**Records provided**

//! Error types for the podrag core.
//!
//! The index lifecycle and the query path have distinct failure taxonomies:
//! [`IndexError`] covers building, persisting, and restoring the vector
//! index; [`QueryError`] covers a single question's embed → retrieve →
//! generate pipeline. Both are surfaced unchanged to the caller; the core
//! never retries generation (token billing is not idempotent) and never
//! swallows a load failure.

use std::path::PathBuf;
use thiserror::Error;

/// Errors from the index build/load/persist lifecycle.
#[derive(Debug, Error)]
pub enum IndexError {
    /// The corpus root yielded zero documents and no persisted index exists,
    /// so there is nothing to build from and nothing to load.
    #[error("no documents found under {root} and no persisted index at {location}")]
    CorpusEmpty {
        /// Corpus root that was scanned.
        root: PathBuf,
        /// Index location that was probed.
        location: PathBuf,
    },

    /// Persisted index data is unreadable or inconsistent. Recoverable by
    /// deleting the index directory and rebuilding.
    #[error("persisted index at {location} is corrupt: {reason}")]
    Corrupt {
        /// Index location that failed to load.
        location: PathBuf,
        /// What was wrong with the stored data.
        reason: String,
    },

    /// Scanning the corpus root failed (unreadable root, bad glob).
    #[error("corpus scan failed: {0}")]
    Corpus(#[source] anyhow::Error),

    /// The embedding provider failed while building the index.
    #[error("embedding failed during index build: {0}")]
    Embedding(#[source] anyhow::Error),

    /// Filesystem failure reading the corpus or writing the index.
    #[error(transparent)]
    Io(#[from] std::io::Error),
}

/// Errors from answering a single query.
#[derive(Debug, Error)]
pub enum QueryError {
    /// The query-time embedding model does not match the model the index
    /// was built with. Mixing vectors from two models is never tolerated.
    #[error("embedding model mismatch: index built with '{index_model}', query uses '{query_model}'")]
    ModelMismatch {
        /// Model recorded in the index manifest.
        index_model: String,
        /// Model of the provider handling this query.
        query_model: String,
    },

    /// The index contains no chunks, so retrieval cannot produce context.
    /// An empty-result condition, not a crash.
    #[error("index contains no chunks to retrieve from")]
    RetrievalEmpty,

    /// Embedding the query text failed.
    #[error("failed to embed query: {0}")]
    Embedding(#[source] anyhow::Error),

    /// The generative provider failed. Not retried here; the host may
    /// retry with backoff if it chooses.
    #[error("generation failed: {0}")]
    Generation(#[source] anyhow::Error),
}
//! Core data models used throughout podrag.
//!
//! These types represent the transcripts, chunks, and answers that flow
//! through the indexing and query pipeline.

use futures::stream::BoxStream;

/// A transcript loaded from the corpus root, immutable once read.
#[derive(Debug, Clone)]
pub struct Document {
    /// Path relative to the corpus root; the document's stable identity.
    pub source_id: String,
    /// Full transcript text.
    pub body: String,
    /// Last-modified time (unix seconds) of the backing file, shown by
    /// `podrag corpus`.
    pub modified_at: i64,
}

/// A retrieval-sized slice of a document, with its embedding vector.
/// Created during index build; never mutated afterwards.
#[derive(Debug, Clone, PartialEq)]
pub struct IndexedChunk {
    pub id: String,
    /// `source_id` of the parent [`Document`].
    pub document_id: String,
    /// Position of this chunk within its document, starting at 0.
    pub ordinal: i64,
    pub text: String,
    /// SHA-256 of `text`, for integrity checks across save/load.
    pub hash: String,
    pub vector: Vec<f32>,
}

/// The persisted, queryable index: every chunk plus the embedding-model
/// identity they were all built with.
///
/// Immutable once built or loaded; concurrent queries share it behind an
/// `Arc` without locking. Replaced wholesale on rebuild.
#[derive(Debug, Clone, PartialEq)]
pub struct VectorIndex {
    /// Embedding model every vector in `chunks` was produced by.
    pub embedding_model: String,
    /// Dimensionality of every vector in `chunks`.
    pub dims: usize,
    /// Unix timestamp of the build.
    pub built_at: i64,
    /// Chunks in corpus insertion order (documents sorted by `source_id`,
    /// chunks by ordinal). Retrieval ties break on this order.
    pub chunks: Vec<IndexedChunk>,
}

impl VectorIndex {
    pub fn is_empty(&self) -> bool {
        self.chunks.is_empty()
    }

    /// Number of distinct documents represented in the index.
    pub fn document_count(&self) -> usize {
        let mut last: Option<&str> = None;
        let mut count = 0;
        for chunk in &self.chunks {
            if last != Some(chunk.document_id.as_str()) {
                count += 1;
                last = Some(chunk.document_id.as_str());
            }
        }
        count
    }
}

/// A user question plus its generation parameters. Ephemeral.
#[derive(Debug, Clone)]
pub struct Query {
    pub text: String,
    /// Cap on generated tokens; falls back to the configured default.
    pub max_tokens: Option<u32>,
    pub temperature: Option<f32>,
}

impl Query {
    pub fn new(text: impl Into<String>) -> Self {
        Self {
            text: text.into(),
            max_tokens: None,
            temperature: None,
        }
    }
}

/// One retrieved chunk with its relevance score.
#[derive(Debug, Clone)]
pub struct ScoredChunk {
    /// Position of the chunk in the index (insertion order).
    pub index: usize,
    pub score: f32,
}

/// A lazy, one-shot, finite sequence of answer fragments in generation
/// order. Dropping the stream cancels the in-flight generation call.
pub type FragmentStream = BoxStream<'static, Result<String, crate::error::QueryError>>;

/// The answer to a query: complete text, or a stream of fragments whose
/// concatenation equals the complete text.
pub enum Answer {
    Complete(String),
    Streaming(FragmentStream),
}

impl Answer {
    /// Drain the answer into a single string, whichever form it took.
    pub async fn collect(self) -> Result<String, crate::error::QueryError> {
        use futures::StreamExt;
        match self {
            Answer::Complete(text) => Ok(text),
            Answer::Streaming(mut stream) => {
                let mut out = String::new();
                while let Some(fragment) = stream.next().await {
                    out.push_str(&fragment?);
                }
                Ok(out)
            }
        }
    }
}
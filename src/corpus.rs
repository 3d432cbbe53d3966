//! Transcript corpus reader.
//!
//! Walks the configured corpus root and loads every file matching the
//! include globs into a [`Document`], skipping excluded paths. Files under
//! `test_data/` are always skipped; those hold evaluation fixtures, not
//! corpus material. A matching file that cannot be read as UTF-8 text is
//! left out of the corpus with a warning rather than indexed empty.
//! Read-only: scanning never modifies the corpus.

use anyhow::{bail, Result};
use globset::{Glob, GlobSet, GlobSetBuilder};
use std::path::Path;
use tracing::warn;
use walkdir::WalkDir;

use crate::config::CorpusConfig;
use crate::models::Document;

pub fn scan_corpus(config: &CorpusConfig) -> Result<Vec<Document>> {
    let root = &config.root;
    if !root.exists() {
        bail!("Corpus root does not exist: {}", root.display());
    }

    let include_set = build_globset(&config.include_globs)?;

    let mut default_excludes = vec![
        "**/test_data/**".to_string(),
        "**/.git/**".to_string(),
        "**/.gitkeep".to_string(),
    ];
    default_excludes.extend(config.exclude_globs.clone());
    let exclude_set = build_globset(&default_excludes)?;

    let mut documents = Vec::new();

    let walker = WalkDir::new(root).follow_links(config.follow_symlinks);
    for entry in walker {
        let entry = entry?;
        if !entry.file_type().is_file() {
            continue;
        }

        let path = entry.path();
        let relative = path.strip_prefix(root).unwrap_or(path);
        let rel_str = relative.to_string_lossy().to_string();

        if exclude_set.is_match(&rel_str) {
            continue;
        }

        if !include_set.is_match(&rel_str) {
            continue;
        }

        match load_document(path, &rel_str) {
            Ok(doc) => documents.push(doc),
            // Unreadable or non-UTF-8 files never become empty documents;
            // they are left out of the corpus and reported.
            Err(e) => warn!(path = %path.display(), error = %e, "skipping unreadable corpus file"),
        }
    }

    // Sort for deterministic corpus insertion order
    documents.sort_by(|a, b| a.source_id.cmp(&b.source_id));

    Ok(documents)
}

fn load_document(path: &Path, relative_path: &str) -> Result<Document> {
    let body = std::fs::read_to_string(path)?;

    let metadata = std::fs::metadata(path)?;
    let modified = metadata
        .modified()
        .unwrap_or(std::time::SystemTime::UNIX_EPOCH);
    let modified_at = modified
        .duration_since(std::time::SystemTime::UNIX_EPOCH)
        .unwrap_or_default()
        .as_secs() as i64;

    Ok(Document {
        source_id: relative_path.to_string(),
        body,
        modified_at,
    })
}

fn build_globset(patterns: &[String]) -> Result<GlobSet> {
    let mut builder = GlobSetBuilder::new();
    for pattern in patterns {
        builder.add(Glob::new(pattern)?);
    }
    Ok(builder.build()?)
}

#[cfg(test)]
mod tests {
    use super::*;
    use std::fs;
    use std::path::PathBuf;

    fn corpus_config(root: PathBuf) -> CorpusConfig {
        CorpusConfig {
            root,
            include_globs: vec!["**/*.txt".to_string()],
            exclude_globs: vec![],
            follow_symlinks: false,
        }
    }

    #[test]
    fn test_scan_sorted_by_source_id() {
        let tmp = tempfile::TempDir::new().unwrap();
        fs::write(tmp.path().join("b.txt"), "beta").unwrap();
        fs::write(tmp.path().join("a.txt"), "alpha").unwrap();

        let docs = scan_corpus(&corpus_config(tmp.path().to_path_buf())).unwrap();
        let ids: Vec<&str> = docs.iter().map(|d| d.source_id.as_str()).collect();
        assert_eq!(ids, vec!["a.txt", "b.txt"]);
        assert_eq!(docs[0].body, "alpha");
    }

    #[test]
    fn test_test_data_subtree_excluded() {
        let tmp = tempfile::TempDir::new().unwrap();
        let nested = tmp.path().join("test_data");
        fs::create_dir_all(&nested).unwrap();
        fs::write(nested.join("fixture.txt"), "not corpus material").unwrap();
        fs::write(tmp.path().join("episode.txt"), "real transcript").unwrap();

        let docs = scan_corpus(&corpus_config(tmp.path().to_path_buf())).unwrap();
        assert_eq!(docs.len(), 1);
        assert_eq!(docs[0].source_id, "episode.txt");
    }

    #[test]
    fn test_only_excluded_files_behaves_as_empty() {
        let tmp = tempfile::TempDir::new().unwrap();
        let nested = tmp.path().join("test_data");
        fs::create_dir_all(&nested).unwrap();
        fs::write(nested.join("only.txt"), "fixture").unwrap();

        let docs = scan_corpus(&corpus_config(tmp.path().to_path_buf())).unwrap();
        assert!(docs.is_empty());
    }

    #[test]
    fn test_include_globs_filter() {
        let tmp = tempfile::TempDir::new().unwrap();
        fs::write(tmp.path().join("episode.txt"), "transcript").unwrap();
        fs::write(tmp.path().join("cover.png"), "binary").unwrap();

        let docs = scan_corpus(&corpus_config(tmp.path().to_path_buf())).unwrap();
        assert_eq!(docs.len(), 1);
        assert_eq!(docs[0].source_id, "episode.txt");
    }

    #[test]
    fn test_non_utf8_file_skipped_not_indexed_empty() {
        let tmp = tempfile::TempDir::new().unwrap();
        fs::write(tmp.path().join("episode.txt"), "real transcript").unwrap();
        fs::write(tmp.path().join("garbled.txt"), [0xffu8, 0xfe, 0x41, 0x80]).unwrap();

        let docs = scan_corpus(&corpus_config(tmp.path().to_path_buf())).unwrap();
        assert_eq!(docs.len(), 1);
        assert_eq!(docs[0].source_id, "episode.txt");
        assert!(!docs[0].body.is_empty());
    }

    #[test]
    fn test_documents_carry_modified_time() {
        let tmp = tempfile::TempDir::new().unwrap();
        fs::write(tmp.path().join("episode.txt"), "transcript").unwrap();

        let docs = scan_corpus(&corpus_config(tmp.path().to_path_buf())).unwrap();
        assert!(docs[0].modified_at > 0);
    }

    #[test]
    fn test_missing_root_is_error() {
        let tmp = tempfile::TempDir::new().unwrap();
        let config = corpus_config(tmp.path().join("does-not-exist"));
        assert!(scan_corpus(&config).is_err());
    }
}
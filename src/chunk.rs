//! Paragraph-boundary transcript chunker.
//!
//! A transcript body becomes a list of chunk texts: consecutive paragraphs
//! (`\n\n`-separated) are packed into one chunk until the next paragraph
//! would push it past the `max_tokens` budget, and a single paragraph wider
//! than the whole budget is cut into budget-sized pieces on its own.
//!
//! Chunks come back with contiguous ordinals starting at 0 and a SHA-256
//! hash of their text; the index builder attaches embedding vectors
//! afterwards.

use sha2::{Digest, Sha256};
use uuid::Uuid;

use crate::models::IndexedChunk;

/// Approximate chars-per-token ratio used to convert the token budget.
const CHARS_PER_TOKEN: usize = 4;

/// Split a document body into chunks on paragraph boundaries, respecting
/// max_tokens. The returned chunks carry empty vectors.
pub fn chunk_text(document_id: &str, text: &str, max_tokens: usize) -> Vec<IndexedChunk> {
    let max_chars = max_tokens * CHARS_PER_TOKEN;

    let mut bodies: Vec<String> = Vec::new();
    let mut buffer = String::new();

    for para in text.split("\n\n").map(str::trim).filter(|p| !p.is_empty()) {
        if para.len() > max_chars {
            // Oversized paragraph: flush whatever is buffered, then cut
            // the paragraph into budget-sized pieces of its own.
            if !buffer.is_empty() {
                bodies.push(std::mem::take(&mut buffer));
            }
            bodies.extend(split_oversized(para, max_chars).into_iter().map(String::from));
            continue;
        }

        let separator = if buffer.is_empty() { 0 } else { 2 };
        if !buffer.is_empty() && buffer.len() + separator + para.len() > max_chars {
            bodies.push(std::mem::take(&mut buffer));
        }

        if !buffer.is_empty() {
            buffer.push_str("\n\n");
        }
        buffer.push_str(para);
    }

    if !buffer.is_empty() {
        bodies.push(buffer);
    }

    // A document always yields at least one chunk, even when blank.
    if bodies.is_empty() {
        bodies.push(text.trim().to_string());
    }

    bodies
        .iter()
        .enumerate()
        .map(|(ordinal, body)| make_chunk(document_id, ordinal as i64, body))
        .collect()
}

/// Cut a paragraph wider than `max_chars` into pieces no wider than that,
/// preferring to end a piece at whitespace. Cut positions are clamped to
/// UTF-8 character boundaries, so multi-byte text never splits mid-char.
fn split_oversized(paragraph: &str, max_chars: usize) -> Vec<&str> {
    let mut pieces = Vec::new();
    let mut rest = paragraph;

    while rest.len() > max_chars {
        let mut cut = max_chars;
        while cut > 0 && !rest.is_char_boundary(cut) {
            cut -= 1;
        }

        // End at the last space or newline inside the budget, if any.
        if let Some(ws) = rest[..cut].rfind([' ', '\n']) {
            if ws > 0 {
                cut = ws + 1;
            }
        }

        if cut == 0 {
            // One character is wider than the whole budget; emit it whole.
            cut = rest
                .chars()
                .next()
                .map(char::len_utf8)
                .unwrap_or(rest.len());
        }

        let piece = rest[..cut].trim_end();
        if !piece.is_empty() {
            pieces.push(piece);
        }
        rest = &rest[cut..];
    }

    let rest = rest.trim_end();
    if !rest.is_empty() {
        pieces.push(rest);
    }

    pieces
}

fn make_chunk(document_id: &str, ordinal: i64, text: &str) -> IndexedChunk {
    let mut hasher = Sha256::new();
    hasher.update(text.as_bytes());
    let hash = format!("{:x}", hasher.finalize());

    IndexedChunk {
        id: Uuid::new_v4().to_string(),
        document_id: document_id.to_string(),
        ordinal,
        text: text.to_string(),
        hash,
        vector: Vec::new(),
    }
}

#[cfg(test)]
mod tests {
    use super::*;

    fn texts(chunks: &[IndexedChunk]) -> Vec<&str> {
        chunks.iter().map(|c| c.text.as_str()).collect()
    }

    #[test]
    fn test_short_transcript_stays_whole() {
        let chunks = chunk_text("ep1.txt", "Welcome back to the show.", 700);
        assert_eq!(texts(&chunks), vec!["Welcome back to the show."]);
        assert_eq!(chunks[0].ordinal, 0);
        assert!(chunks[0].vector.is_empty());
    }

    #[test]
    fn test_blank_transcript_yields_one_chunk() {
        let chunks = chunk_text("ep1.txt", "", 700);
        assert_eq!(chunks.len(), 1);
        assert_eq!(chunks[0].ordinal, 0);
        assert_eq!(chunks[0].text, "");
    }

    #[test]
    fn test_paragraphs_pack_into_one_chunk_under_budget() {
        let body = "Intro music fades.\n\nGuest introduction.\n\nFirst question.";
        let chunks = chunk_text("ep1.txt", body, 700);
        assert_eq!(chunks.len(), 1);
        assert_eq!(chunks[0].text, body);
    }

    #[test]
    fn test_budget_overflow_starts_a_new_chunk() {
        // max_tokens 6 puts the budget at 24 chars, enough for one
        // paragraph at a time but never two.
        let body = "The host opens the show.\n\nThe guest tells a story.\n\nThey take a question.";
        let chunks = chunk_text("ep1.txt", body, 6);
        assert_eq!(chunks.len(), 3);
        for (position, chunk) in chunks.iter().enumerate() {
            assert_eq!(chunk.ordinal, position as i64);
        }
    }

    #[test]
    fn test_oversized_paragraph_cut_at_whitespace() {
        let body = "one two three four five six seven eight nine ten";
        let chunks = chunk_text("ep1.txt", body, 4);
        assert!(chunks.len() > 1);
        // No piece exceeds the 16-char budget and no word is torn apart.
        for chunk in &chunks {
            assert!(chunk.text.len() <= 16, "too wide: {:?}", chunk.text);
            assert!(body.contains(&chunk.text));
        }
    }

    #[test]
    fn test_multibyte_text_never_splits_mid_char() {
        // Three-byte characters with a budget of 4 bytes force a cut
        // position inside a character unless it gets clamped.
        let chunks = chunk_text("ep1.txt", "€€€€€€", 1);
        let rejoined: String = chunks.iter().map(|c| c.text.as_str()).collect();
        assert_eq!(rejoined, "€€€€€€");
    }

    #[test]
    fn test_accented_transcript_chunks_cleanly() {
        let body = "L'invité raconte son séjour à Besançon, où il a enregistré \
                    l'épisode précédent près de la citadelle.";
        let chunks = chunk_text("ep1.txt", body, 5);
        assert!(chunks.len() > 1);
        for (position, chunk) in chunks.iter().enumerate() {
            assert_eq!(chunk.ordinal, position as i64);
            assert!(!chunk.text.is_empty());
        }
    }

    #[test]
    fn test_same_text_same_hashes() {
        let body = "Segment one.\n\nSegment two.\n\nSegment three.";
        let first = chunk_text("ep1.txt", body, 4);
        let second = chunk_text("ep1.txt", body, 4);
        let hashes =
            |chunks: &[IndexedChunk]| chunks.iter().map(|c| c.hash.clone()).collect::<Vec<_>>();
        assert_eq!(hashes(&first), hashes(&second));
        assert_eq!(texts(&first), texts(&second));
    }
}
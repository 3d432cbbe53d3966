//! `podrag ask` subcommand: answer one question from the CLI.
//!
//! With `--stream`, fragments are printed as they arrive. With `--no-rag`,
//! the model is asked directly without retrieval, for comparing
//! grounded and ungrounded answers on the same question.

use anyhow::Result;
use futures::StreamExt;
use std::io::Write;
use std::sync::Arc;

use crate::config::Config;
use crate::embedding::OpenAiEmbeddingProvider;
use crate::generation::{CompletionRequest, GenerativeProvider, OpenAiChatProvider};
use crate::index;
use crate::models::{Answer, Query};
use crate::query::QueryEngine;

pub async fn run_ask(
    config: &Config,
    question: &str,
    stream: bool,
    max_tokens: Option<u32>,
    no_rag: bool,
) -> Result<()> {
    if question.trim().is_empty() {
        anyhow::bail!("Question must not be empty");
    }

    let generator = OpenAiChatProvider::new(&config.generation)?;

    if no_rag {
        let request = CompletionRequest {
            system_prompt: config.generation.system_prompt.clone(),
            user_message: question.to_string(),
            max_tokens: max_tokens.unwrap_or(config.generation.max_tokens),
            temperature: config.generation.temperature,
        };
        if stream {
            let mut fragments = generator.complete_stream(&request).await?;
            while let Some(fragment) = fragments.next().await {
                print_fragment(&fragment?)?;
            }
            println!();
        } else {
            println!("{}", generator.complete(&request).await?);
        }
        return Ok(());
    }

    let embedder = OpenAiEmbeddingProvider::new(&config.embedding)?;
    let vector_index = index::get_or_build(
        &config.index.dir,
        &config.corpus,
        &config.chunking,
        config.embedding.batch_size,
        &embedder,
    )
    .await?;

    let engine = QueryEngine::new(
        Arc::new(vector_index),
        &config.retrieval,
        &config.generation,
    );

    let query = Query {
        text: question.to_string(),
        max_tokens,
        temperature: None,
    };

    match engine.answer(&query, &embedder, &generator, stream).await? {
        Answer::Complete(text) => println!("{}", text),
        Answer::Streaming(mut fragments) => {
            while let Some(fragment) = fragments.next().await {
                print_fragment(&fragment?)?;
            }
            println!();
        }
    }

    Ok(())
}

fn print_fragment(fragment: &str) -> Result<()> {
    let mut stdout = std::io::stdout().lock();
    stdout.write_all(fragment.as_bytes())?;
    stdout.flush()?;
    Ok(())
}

**Aim of the task**
Using the data above, reproduce exactly the lines between those holding "count += 1;" and "of fragments whose", inclusive, and no others.

**Solution to this task**
                count += 1;
                last = Some(chunk.document_id.as_str());
            }
        }
        count
    }
}

/// A user question plus its generation parameters. Ephemeral.
#[derive(Debug, Clone)]
pub struct Query {
    pub text: String,
    /// Cap on generated tokens; falls back to the configured default.
    pub max_tokens: Option<u32>,
    pub temperature: Option<f32>,
}

impl Query {
    pub fn new(text: impl Into<String>) -> Self {
        Self {
            text: text.into(),
            max_tokens: None,
            temperature: None,
        }
    }
}

/// One retrieved chunk with its relevance score.
#[derive(Debug, Clone)]
pub struct ScoredChunk {
    /// Position of the chunk in the index (insertion order).
    pub index: usize,
    pub score: f32,
}

/// A lazy, one-shot, finite sequence of answer fragments in generation
/// order. Dropping the stream cancels the in-flight generation call.
pub type FragmentStream = BoxStream<'static, Result<String, crate::error::QueryError>>;

/// The answer to a query: complete text, or a stream of fragments whose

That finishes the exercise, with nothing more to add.